Search for the word "UnknownParent" in the entries. Each line that holds it should be copied.

Saved entries
<<<<

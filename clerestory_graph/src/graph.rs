// Copyright 2026 the Clerestory Authors
// SPDX-License-Identifier: Apache-2.0 OR MIT

//! The domain graph: build-once hierarchy, id index, and queries.

use alloc::string::String;
use core::fmt;

use alloc::vec::Vec;
use hashbrown::HashMap;

use clerestory_scope::{Scope, ScopeKind};

use crate::node::DomainNode;
use crate::usage::UsageTable;

const NO_SLOTS: &[usize] = &[];

/// Error returned when an insertion or usage recording is malformed.
///
/// Lookups never produce these: a scope that resolves to nothing is an
/// ordinary `None`. Errors only arise while building the graph.
#[derive(Clone, PartialEq, Eq)]
pub enum GraphError {
    /// A node with this id is already registered.
    DuplicateId {
        /// The offending id.
        id: String,
    },
    /// The named parent is not in the graph.
    UnknownParent {
        /// Id of the node being inserted.
        child: String,
        /// Id of the missing parent.
        parent: String,
    },
    /// The hierarchy does not allow this ownership edge.
    InvalidEdge {
        /// Kind of the would-be parent.
        parent: ScopeKind,
        /// Kind of the would-be child.
        child: ScopeKind,
    },
    /// Roots must be principal kinds (owner or account).
    InvalidRoot {
        /// The non-principal kind.
        kind: ScopeKind,
    },
    /// A usage endpoint id is not in the graph.
    UnknownEndpoint {
        /// The missing id.
        id: String,
    },
    /// A usage endpoint resolved to a node of the wrong kind.
    InvalidUsage {
        /// Id of the ill-kinded endpoint.
        id: String,
        /// The kind it actually has.
        kind: ScopeKind,
    },
}

impl fmt::Debug for GraphError {
    fn fmt(&self, f: &mut fmt::Formatter<'_>) -> fmt::Result {
        fmt::Display::fmt(self, f)
    }
}

impl fmt::Display for GraphError {
    fn fmt(&self, f: &mut fmt::Formatter<'_>) -> fmt::Result {
        match self {
            Self::DuplicateId { id } => write!(f, "node id {id:?} is already registered"),
            Self::UnknownParent { child, parent } => {
                write!(f, "cannot insert {child:?}: parent {parent:?} is not in the graph")
            }
            Self::InvalidEdge { parent, child } => {
                write!(f, "a {parent} node cannot own a {child} node")
            }
            Self::InvalidRoot { kind } => {
                write!(f, "a {kind} node cannot root a hierarchy")
            }
            Self::UnknownEndpoint { id } => {
                write!(f, "usage endpoint {id:?} is not in the graph")
            }
            Self::InvalidUsage { id, kind } => {
                write!(f, "usage endpoint {id:?} is a {kind} node")
            }
        }
    }
}

impl core::error::Error for GraphError {}

/// The static domain hierarchy.
///
/// Nodes live in a slot vector; the parent's child list (slot indices, in
/// insertion order) is the owning edge, and a global id → slot index serves
/// lookups. Every node reachable from a root is registered in the index at
/// insertion time and is never removed.
///
/// See the [crate docs](crate) for an overview and examples.
#[derive(Clone, Default)]
pub struct DomainGraph {
    nodes: Vec<DomainNode>,
    index: HashMap<String, usize>,
    usages: UsageTable,
}

impl DomainGraph {
    /// Creates an empty graph.
    #[must_use]
    pub fn new() -> Self {
        Self::default()
    }

    /// Inserts a hierarchy root.
    ///
    /// Roots must be principal kinds ([`ScopeKind::Owner`] or
    /// [`ScopeKind::Account`]).
    ///
    /// # Errors
    ///
    /// - [`GraphError::InvalidRoot`] if `kind` is not principal.
    /// - [`GraphError::DuplicateId`] if `id` is already registered.
    pub fn insert_root(
        &mut self,
        kind: ScopeKind,
        id: impl Into<String>,
        name: impl Into<String>,
    ) -> Result<(), GraphError> {
        if !kind.is_principal() {
            return Err(GraphError::InvalidRoot { kind });
        }
        self.insert(None, kind, id.into(), name.into())
    }

    /// Inserts a node under the named parent.
    ///
    /// The edge must be one the hierarchy allows (see
    /// [`ScopeKind::may_own`]).
    ///
    /// # Errors
    ///
    /// - [`GraphError::UnknownParent`] if `parent_id` is not registered.
    /// - [`GraphError::InvalidEdge`] if the parent's kind cannot own `kind`.
    /// - [`GraphError::DuplicateId`] if `id` is already registered.
    pub fn insert_child(
        &mut self,
        parent_id: &str,
        kind: ScopeKind,
        id: impl Into<String>,
        name: impl Into<String>,
    ) -> Result<(), GraphError> {
        let id = id.into();
        let Some(&parent_slot) = self.index.get(parent_id) else {
            return Err(GraphError::UnknownParent {
                child: id,
                parent: String::from(parent_id),
            });
        };
        let parent_kind = self.nodes[parent_slot].kind();
        if !parent_kind.may_own(kind) {
            return Err(GraphError::InvalidEdge {
                parent: parent_kind,
                child: kind,
            });
        }
        self.insert(Some(parent_slot), kind, id, name.into())
    }

    fn insert(
        &mut self,
        parent: Option<usize>,
        kind: ScopeKind,
        id: String,
        name: String,
    ) -> Result<(), GraphError> {
        if self.index.contains_key(id.as_str()) {
            return Err(GraphError::DuplicateId { id });
        }

        let slot = self.nodes.len();
        self.index.insert(id.clone(), slot);
        self.nodes.push(DomainNode::new(id, kind, name, parent));
        if let Some(parent_slot) = parent {
            self.nodes[parent_slot].children.push(slot);
        }
        Ok(())
    }

    /// Returns the number of registered nodes.
    #[must_use]
    pub fn len(&self) -> usize {
        self.nodes.len()
    }

    /// Returns `true` if the graph has no nodes.
    #[must_use]
    pub fn is_empty(&self) -> bool {
        self.nodes.is_empty()
    }

    /// Returns an iterator over all nodes in insertion order.
    pub fn iter(&self) -> core::slice::Iter<'_, DomainNode> {
        self.nodes.iter()
    }

    /// Resolves a scope to its node.
    ///
    /// Both the id and the kind must match; a stale scope whose id now
    /// belongs to nothing, or to a node of another kind, is a lookup miss.
    #[must_use]
    pub fn node(&self, scope: &Scope) -> Option<&DomainNode> {
        self.node_by_id(scope.id())
            .filter(|node| node.kind() == scope.kind())
    }

    /// Looks up a node by bare id, ignoring kind.
    #[must_use]
    pub fn node_by_id(&self, id: &str) -> Option<&DomainNode> {
        self.index.get(id).map(|&slot| &self.nodes[slot])
    }

    /// Returns the parent of the node with the given id.
    #[must_use]
    pub fn parent_of(&self, id: &str) -> Option<&DomainNode> {
        let node = self.node_by_id(id)?;
        node.parent.map(|slot| &self.nodes[slot])
    }

    /// Returns the ordered children of a scope.
    ///
    /// A scope that does not resolve yields an empty iterator.
    #[must_use]
    pub fn children(&self, scope: &Scope) -> NodeIter<'_> {
        let slots = self
            .node(scope)
            .map_or(NO_SLOTS, |node| node.children.as_slice());
        NodeIter {
            graph: self,
            slots: slots.iter(),
        }
    }

    /// Visits the ordered children of a scope.
    pub fn visit_children<F: FnMut(&DomainNode)>(&self, scope: &Scope, mut f: F) {
        for node in self.children(scope) {
            f(node);
        }
    }

    /// Records that an instance consumes an asset.
    ///
    /// Recording the same pair twice is a no-op; returns `true` if the edge
    /// was newly added.
    ///
    /// # Errors
    ///
    /// - [`GraphError::UnknownEndpoint`] if either id is not registered.
    /// - [`GraphError::InvalidUsage`] if `instance_id` is not an instance
    ///   or `asset_id` is not an asset.
    pub fn record_usage(
        &mut self,
        instance_id: &str,
        asset_id: &str,
    ) -> Result<bool, GraphError> {
        let instance = self.usage_endpoint(instance_id, ScopeKind::Instance)?;
        let asset = self.usage_endpoint(asset_id, ScopeKind::Asset)?;
        Ok(self.usages.record(instance, asset))
    }

    fn usage_endpoint(&self, id: &str, expected: ScopeKind) -> Result<usize, GraphError> {
        let Some(&slot) = self.index.get(id) else {
            return Err(GraphError::UnknownEndpoint {
                id: String::from(id),
            });
        };
        let kind = self.nodes[slot].kind();
        if kind != expected {
            return Err(GraphError::InvalidUsage {
                id: String::from(id),
                kind,
            });
        }
        Ok(slot)
    }

    /// Returns the instances consuming an asset, in recording order.
    ///
    /// An id that is not a registered asset yields an empty iterator.
    #[must_use]
    pub fn usages_of(&self, asset_id: &str) -> NodeIter<'_> {
        let slots = match self.index.get(asset_id) {
            Some(&slot) if self.nodes[slot].kind() == ScopeKind::Asset => {
                self.usages.instances_of(slot)
            }
            _ => NO_SLOTS,
        };
        NodeIter {
            graph: self,
            slots: slots.iter(),
        }
    }

    /// Returns the assets consumed by an instance, in recording order.
    ///
    /// An id that is not a registered instance yields an empty iterator.
    #[must_use]
    pub fn assets_used_by(&self, instance_id: &str) -> NodeIter<'_> {
        let slots = match self.index.get(instance_id) {
            Some(&slot) if self.nodes[slot].kind() == ScopeKind::Instance => {
                self.usages.assets_of(slot)
            }
            _ => NO_SLOTS,
        };
        NodeIter {
            graph: self,
            slots: slots.iter(),
        }
    }

    /// Returns the number of distinct usage edges recorded.
    #[must_use]
    pub fn usage_count(&self) -> usize {
        self.usages.len()
    }
}

impl fmt::Debug for DomainGraph {
    fn fmt(&self, f: &mut fmt::Formatter<'_>) -> fmt::Result {
        f.debug_struct("DomainGraph")
            .field("nodes", &self.nodes.len())
            .field("usages", &self.usages.len())
            .finish_non_exhaustive()
    }
}

/// The two queries panels and renderers need from world data.
///
/// [`DomainGraph`] implements this; tests and alternative backing stores
/// can provide their own implementation. The trait is dyn-compatible so a
/// renderer can hold a `&dyn DomainSource`.
pub trait DomainSource {
    /// Resolves a scope to its node, if present and kind-matching.
    fn node_at(&self, scope: &Scope) -> Option<&DomainNode>;

    /// Visits the ordered children of `scope`.
    ///
    /// Scopes that resolve to nothing visit nothing.
    fn visit_children(&self, scope: &Scope, f: &mut dyn FnMut(&DomainNode));
}

impl DomainSource for DomainGraph {
    fn node_at(&self, scope: &Scope) -> Option<&DomainNode> {
        self.node(scope)
    }

    fn visit_children(&self, scope: &Scope, f: &mut dyn FnMut(&DomainNode)) {
        for node in self.children(scope) {
            f(node);
        }
    }
}

/// An iterator over graph nodes referenced by a slot list.
///
/// Returned by [`DomainGraph::children`], [`DomainGraph::usages_of`], and
/// [`DomainGraph::assets_used_by`].
#[derive(Clone, Debug)]
pub struct NodeIter<'g> {
    graph: &'g DomainGraph,
    slots: core::slice::Iter<'g, usize>,
}

impl<'g> Iterator for NodeIter<'g> {
    type Item = &'g DomainNode;

    fn next(&mut self) -> Option<Self::Item> {
        self.slots.next().map(|&slot| &self.graph.nodes[slot])
    }

    fn size_hint(&self) -> (usize, Option<usize>) {
        self.slots.size_hint()
    }
}

impl ExactSizeIterator for NodeIter<'_> {}

#[cfg(test)]
mod tests {
    use super::*;

    fn tiny_world() -> DomainGraph {
        let mut graph = DomainGraph::new();
        graph.insert_root(ScopeKind::Owner, "o1", "Studio").unwrap();
        graph
            .insert_child("o1", ScopeKind::Game, "g1", "Skyline")
            .unwrap();
        graph
            .insert_child("g1", ScopeKind::Place, "p1", "Lobby")
            .unwrap();
        graph
            .insert_child("p1", ScopeKind::Instance, "i1", "SpawnPad")
            .unwrap();
        graph
            .insert_child("o1", ScopeKind::Inventory, "inv1", "Inventory")
            .unwrap();
        graph
            .insert_child("inv1", ScopeKind::Asset, "m1", "BrickMesh")
            .unwrap();
        graph
    }

    #[test]
    fn lookup_checks_kind_and_id() {
        let graph = tiny_world();

        assert!(graph.node(&Scope::new(ScopeKind::Game, "g1")).is_some());
        assert!(graph.node(&Scope::new(ScopeKind::Place, "g1")).is_none());
        assert!(graph.node(&Scope::new(ScopeKind::Game, "nope")).is_none());
    }

    #[test]
    fn children_are_ordered() {
        let mut graph = tiny_world();
        graph
            .insert_child("g1", ScopeKind::Place, "p2", "Arena")
            .unwrap();

        let ids: Vec<&str> = graph
            .children(&Scope::new(ScopeKind::Game, "g1"))
            .map(DomainNode::id)
            .collect();
        assert_eq!(ids, ["p1", "p2"]);
    }

    #[test]
    fn unresolvable_scope_has_no_children() {
        let graph = tiny_world();
        assert_eq!(graph.children(&Scope::new(ScopeKind::Game, "nope")).len(), 0);
    }

    #[test]
    fn duplicate_ids_are_rejected() {
        let mut graph = tiny_world();
        let err = graph
            .insert_child("g1", ScopeKind::Place, "p1", "Again")
            .unwrap_err();
        assert_eq!(
            err,
            GraphError::DuplicateId {
                id: "p1".into()
            }
        );
    }

    #[test]
    fn illegal_edges_are_rejected() {
        let mut graph = tiny_world();

        let err = graph
            .insert_child("g1", ScopeKind::Instance, "i9", "Stray")
            .unwrap_err();
        assert_eq!(
            err,
            GraphError::InvalidEdge {
                parent: ScopeKind::Game,
                child: ScopeKind::Instance
            }
        );

        let err = graph
            .insert_root(ScopeKind::Game, "g9", "Rootless")
            .unwrap_err();
        assert_eq!(err, GraphError::InvalidRoot { kind: ScopeKind::Game });
    }

    #[test]
    fn parent_links_resolve_upward() {
        let graph = tiny_world();
        assert_eq!(graph.parent_of("p1").map(DomainNode::id), Some("g1"));
        assert_eq!(graph.parent_of("o1").map(DomainNode::id), None);
        assert_eq!(graph.parent_of("nope").map(DomainNode::id), None);
    }

    #[test]
    fn usage_queries_both_directions() {
        let mut graph = tiny_world();

        assert!(graph.record_usage("i1", "m1").unwrap());
        assert!(!graph.record_usage("i1", "m1").unwrap());
        assert_eq!(graph.usage_count(), 1);

        let users: Vec<&str> = graph.usages_of("m1").map(DomainNode::id).collect();
        assert_eq!(users, ["i1"]);
        let assets: Vec<&str> = graph.assets_used_by("i1").map(DomainNode::id).collect();
        assert_eq!(assets, ["m1"]);

        // Misses read as empty, not errors.
        assert_eq!(graph.usages_of("nope").len(), 0);
        assert_eq!(graph.usages_of("i1").len(), 0);
    }

    #[test]
    fn usage_endpoints_are_validated() {
        let mut graph = tiny_world();

        assert_eq!(
            graph.record_usage("i1", "nope").unwrap_err(),
            GraphError::UnknownEndpoint { id: "nope".into() }
        );
        assert_eq!(
            graph.record_usage("m1", "m1").unwrap_err(),
            GraphError::InvalidUsage {
                id: "m1".into(),
                kind: ScopeKind::Asset
            }
        );
    }
}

>>>>

• **ANSWER FOR THIS EXERCISE**:
    UnknownParent {
            Self::UnknownParent { child, parent } => {
    /// - [`GraphError::UnknownParent`] if `parent_id` is not registered.
            return Err(GraphError::UnknownParent {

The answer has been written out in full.